Make an exact copy of the records below. Include every line.

**Available records**

===

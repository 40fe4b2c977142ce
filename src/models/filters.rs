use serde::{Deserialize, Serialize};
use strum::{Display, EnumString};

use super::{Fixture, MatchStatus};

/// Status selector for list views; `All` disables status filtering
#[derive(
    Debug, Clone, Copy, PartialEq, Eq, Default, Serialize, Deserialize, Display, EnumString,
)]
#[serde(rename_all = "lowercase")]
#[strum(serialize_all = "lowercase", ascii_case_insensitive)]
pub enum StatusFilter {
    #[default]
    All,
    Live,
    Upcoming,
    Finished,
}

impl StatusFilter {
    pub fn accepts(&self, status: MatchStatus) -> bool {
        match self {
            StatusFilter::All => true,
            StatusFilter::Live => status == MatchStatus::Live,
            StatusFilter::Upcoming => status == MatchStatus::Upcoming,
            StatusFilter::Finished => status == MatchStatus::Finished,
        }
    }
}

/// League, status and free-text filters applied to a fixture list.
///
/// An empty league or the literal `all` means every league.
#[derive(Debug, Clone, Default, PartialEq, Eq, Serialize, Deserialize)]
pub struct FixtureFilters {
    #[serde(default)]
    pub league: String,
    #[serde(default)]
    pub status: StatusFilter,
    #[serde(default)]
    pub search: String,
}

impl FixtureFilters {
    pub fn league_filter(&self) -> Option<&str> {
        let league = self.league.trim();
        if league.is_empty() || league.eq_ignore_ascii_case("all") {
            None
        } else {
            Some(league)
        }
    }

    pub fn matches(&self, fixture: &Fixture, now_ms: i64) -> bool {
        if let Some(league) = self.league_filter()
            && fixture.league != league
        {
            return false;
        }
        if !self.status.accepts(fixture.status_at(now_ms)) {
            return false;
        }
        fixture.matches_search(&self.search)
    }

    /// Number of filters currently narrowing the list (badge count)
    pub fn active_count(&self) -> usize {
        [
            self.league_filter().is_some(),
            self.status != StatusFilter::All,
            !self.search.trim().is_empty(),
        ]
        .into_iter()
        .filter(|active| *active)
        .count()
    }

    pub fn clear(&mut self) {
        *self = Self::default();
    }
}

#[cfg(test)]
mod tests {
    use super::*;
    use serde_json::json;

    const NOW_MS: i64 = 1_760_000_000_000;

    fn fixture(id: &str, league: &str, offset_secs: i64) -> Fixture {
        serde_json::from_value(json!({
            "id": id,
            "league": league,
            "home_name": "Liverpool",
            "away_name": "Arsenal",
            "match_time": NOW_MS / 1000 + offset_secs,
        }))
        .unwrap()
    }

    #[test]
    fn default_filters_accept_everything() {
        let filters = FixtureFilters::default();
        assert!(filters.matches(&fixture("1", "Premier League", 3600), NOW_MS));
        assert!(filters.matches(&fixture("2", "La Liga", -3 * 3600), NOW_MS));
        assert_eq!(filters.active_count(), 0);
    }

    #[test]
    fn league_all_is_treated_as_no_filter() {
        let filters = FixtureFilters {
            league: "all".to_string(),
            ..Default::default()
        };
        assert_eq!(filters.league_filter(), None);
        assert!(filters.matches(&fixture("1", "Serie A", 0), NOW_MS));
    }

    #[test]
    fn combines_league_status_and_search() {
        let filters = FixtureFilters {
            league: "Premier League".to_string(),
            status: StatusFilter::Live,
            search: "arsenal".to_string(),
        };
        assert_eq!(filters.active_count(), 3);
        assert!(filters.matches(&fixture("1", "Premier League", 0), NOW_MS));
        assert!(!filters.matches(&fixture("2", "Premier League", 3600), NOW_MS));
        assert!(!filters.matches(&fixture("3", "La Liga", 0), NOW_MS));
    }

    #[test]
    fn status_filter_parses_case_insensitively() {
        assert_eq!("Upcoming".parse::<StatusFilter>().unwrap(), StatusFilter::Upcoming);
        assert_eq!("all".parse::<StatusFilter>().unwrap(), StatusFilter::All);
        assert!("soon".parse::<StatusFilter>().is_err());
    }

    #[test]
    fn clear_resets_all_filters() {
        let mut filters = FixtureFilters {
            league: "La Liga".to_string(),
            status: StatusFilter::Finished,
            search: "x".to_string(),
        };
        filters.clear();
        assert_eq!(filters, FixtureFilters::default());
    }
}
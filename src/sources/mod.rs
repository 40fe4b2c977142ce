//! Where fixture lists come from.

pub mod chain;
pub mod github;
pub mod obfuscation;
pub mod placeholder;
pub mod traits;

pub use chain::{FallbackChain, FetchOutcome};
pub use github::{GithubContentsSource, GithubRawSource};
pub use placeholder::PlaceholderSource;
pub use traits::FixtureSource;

===

**Response to this exercise**
repository 40fe4b2c977142ce
filename src/models/filters.rs
use serde::{Deserialize, Serialize};
use strum::{Display, EnumString};

use super::{Fixture, MatchStatus};

/// Status selector for list views; `All` disables status filtering
#[derive(
    Debug, Clone, Copy, PartialEq, Eq, Default, Serialize, Deserialize, Display, EnumString,
)]
#[serde(rename_all = "lowercase")]
#[strum(serialize_all = "lowercase", ascii_case_insensitive)]
pub enum StatusFilter {
    #[default]
    All,
    Live,
    Upcoming,
    Finished,
}

impl StatusFilter {
    pub fn accepts(&self, status: MatchStatus) -> bool {
        match self {
            StatusFilter::All => true,
            StatusFilter::Live => status == MatchStatus::Live,
            StatusFilter::Upcoming => status == MatchStatus::Upcoming,
            StatusFilter::Finished => status == MatchStatus::Finished,
        }
    }
}

/// League, status and free-text filters applied to a fixture list.
///
/// An empty league or the literal `all` means every league.
#[derive(Debug, Clone, Default, PartialEq, Eq, Serialize, Deserialize)]
pub struct FixtureFilters {
    #[serde(default)]
    pub league: String,
    #[serde(default)]
    pub status: StatusFilter,
    #[serde(default)]
    pub search: String,
}

impl FixtureFilters {
    pub fn league_filter(&self) -> Option<&str> {
        let league = self.league.trim();
        if league.is_empty() || league.eq_ignore_ascii_case("all") {
            None
        } else {
            Some(league)
        }
    }

    pub fn matches(&self, fixture: &Fixture, now_ms: i64) -> bool {
        if let Some(league) = self.league_filter()
            && fixture.league != league
        {
            return false;
        }
        if !self.status.accepts(fixture.status_at(now_ms)) {
            return false;
        }
        fixture.matches_search(&self.search)
    }

    /// Number of filters currently narrowing the list (badge count)
    pub fn active_count(&self) -> usize {
        [
            self.league_filter().is_some(),
            self.status != StatusFilter::All,
            !self.search.trim().is_empty(),
        ]
        .into_iter()
        .filter(|active| *active)
        .count()
    }

    pub fn clear(&mut self) {
        *self = Self::default();
    }
}

#[cfg(test)]
mod tests {
    use super::*;
    use serde_json::json;

    const NOW_MS: i64 = 1_760_000_000_000;

    fn fixture(id: &str, league: &str, offset_secs: i64) -> Fixture {
        serde_json::from_value(json!({
            "id": id,
            "league": league,
            "home_name": "Liverpool",
            "away_name": "Arsenal",
            "match_time": NOW_MS / 1000 + offset_secs,
        }))
        .unwrap()
    }

    #[test]
    fn default_filters_accept_everything() {
        let filters = FixtureFilters::default();
        assert!(filters.matches(&fixture("1", "Premier League", 3600), NOW_MS));
        assert!(filters.matches(&fixture("2", "La Liga", -3 * 3600), NOW_MS));
        assert_eq!(filters.active_count(), 0);
    }

    #[test]
    fn league_all_is_treated_as_no_filter() {
        let filters = FixtureFilters {
            league: "all".to_string(),
            ..Default::default()
        };
        assert_eq!(filters.league_filter(), None);
        assert!(filters.matches(&fixture("1", "Serie A", 0), NOW_MS));
    }

    #[test]
    fn combines_league_status_and_search() {
        let filters = FixtureFilters {
            league: "Premier League".to_string(),
            status: StatusFilter::Live,
            search: "arsenal".to_string(),
        };
        assert_eq!(filters.active_count(), 3);
        assert!(filters.matches(&fixture("1", "Premier League", 0), NOW_MS));
        assert!(!filters.matches(&fixture("2", "Premier League", 3600), NOW_MS));
        assert!(!filters.matches(&fixture("3", "La Liga", 0), NOW_MS));
    }

    #[test]
    fn status_filter_parses_case_insensitively() {
        assert_eq!("Upcoming".parse::<StatusFilter>().unwrap(), StatusFilter::Upcoming);
        assert_eq!("all".parse::<StatusFilter>().unwrap(), StatusFilter::All);
        assert!("soon".parse::<StatusFilter>().is_err());
    }

    #[test]
    fn clear_resets_all_filters() {
        let mut filters = FixtureFilters {
            league: "La Liga".to_string(),
            status: StatusFilter::Finished,
            search: "x".to_string(),
        };
        filters.clear();
        assert_eq!(filters, FixtureFilters::default());
    }
}
filename src/sources/mod.rs
repository 40fe4b2c977142ce
//! Where fixture lists come from.

pub mod chain;
pub mod github;
pub mod obfuscation;
pub mod placeholder;
pub mod traits;

pub use chain::{FallbackChain, FetchOutcome};
pub use github::{GithubContentsSource, GithubRawSource};
pub use placeholder::PlaceholderSource;
pub use traits::FixtureSource;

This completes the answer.